Rambus believes that “the DRAM sector seems to be underestimating the demand for memory bandwidth in multi-core architectures”, a news-story at DigiTimes web-site claims. The company claims that as the number of processing engines increases, requirements for higher memory bandwidth also go up. For example, single-core Intel Pentium Extreme Edition 3.73GHz had memory bandwidth as high as 8.5GB/s, whereas quad-core Intel Core 2 Extreme QX6850 chip has to be satisfied with 21.3GB/s bandwidth.
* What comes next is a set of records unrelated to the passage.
#[cfg(test)]
mod tests {
    use super::*;
    use crate::core::media::MediaKind;

    fn pipeline() -> Pipeline {
        Pipeline::new("test", Arc::new(NodeCatalog::builtin()))
    }

    fn add(p: &mut Pipeline, node_type: &str, name: &str) -> NodeId {
        p.create_node(&NodeSpec::new(node_type, name)).unwrap()
    }

    #[test]
    fn test_link_nodes_uses_always_ports() {
        let mut p = pipeline();
        let q = add(&mut p, "queue", "q");
        let c = add(&mut p, "nvvideoconvert", "conv");
        let id = p.link_nodes(&q, &c).unwrap();
        let link = p.graph().link(id).unwrap();
        assert_eq!(link.from_port(), "q.src");
        assert_eq!(link.to_port(), "conv.sink");
    }

    #[test]
    fn test_link_nodes_requests_sink_ports() {
        let mut p = pipeline();
        let a = add(&mut p, "queue", "a");
        let b = add(&mut p, "queue", "b");
        let mux = add(&mut p, "nvstreammux", "mux");
        p.link_nodes(&a, &mux).unwrap();
        let second = p.link_nodes(&b, &mux).unwrap();
        assert_eq!(p.graph().link(second).unwrap().to_port(), "mux.sink_1");
    }

    #[test]
    fn test_second_link_onto_linked_sink_is_noop_failure() {
        let mut p = pipeline();
        let a = add(&mut p, "queue", "a");
        let b = add(&mut p, "queue", "b");
        let sink = add(&mut p, "fakesink", "sink");

        let first = p
            .link(LinkEndpoint::new(a.clone(), "src"), LinkEndpoint::new(sink.clone(), "sink"))
            .unwrap();
        let err = p
            .link(LinkEndpoint::new(b, "src"), LinkEndpoint::new(sink.clone(), "sink"))
            .unwrap_err();

        assert!(matches!(err, StreamError::Link { .. }));
        assert_eq!(p.graph().link_count(), 1);
        assert_eq!(p.graph().link(first).unwrap().source.node, a);
    }

    #[test]
    fn test_link_to_unexposed_sometimes_port_fails() {
        let mut p = pipeline();
        let demux = add(&mut p, "nvstreamdemux", "demux");
        let q = add(&mut p, "queue", "q");
        let err = p
            .link(LinkEndpoint::new(demux, "src_0"), LinkEndpoint::new(q, "sink"))
            .unwrap_err();
        assert!(err.to_string().contains("has not appeared yet"));
    }

    #[test]
    fn test_incompatible_kinds_refused() {
        let mut p = pipeline();
        let demux = add(&mut p, "nvstreamdemux", "demux");
        let conv = add(&mut p, "nvvideoconvert", "conv");
        p.expose_port(&demux, "src_0", Some(MediaDescriptor::new("audio/x-raw")))
            .unwrap();

        let err = p
            .link(LinkEndpoint::new(demux.clone(), "src_0"), LinkEndpoint::new(conv, "sink"))
            .unwrap_err();
        assert!(err.to_string().contains("incompatible media"));
        assert_eq!(
            p.query_caps(&LinkEndpoint::new(demux, "src_0")).map(|c| c.kind()),
            Some(MediaKind::Audio)
        );
    }

    #[test]
    fn test_linked_port_keeps_caps_on_reexpose() {
        let mut p = pipeline();
        let demux = add(&mut p, "nvstreamdemux", "demux");
        let q = add(&mut p, "queue", "q");
        let out = LinkEndpoint::new(demux.clone(), "src_0");

        // Unlinked ports take the latest caps.
        p.expose_port(&demux, "src_0", Some(MediaDescriptor::new("audio/x-raw")))
            .unwrap();
        p.expose_port(&demux, "src_0", Some(MediaDescriptor::nvmm_video("NV12")))
            .unwrap();
        p.link(out.clone(), LinkEndpoint::new(q, "sink")).unwrap();

        p.expose_port(&demux, "src_0", Some(MediaDescriptor::new("audio/x-raw")))
            .unwrap();
        assert_eq!(p.query_caps(&out).map(|c| c.kind()), Some(MediaKind::Video));
    }

    #[test]
    fn test_find_by_type() {
        let mut p = pipeline();
        add(&mut p, "queue", "q");
        let demux = add(&mut p, "nvstreamdemux", "demux");
        assert_eq!(p.find_by_type("nvstreamdemux").map(|n| n.id()), Some(&demux));
        assert!(p.find_by_type("nvinfer").is_none());
    }

    #[test]
    fn test_set_state_propagates_and_late_nodes_need_sync() {
        let mut p = pipeline();
        let a = add(&mut p, "queue", "a");
        p.set_state(RunState::Running).unwrap();
        assert_eq!(p.node(&a).unwrap().state(), RunState::Running);

        let late = add(&mut p, "queue", "late");
        assert_eq!(p.node(&late).unwrap().state(), RunState::Idle);

        assert_eq!(p.sync_state_with_parent(&late).unwrap(), RunState::Running);
        assert_eq!(p.node(&late).unwrap().state(), RunState::Running);
    }

    #[test]
    fn test_invalid_transition_rejected() {
        let mut p = pipeline();
        assert!(p.set_state(RunState::Draining).is_err());
        assert_eq!(p.state(), RunState::Idle);
    }

    #[test]
    fn test_configure_refused_when_wired_and_running() {
        let mut p = pipeline();
        let a = add(&mut p, "queue", "a");
        let b = add(&mut p, "queue", "b");
        p.link_nodes(&a, &b).unwrap();
        p.set_state(RunState::Running).unwrap();

        let opts = NodeOptions::new().with("max-size-buffers", 10u32);
        assert!(matches!(p.configure(&a, &opts), Err(StreamError::InvalidState(_))));
    }

    #[test]
    fn test_teardown_releases_everything() {
        let mut p = pipeline();
        let a = add(&mut p, "queue", "a");
        let b = add(&mut p, "queue", "b");
        p.link_nodes(&a, &b).unwrap();
        assert_eq!(p.teardown(), 2);
        assert_eq!(p.node_count(), 0);
        assert!(p.registry().is_empty());
        assert_eq!(p.graph().link_count(), 0);
    }

    #[test]
    fn test_snapshot_lists_nodes_in_join_order() {
        let mut p = pipeline();
        add(&mut p, "queue", "first");
        add(&mut p, "fakesink", "second");
        let snap = p.snapshot();
        let ids: Vec<&str> = snap.nodes.iter().map(|n| n.id.as_str()).collect();
        assert_eq!(ids, vec!["first", "second"]);
    }
}
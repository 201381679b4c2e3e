// Copyright (c) 2025 Jonathan Fontanez
// SPDX-License-Identifier: BUSL-1.1

mod catalog;
#[allow(clippy::module_inception)]
mod node;
mod options;
mod registry;

pub use catalog::{
    NodeCatalog, NodeRole, NodeTypeDescriptor, PortDirection, PortPresence, PortTemplate,
};
pub use node::{Node, NodeId, Port};
pub use options::{NodeOptions, OptionKind, OptionValue};
pub use registry::NodeRegistry;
Moreover, dual-processor and multi-processor systems based on multi-core chips also, in case of Intel Corp.’s architecture, have limited memory bandwidth.
Rambus claims that dual-channel DDR3 memory sub-system at 1.60GHz can provide “only” 25.6GB/s peak memory bandwidth, whereas its XDR2 can scale towards 102GB/s.
What Rambus forgets to note is that modern AMD processors already have integrated dual-channel DDR/DDR2 memory controller, whereas Intel’s code-named Nehalem family of chips are expected to have built-in triple-channel DDR3 controller in the second half of 2008, which means peak bandwidth of up to 38.4GB/s for every physical processor and up to 153.6GB/s of total memory bandwidth for a 4P server system.
Currently only certain Cell processor-based blade servers support XDR memory, whereas the vast majority of XDR output is installed into Sony PlayStation 3 game console. There are no x86 core-logic sets that support XDR memory at the moment.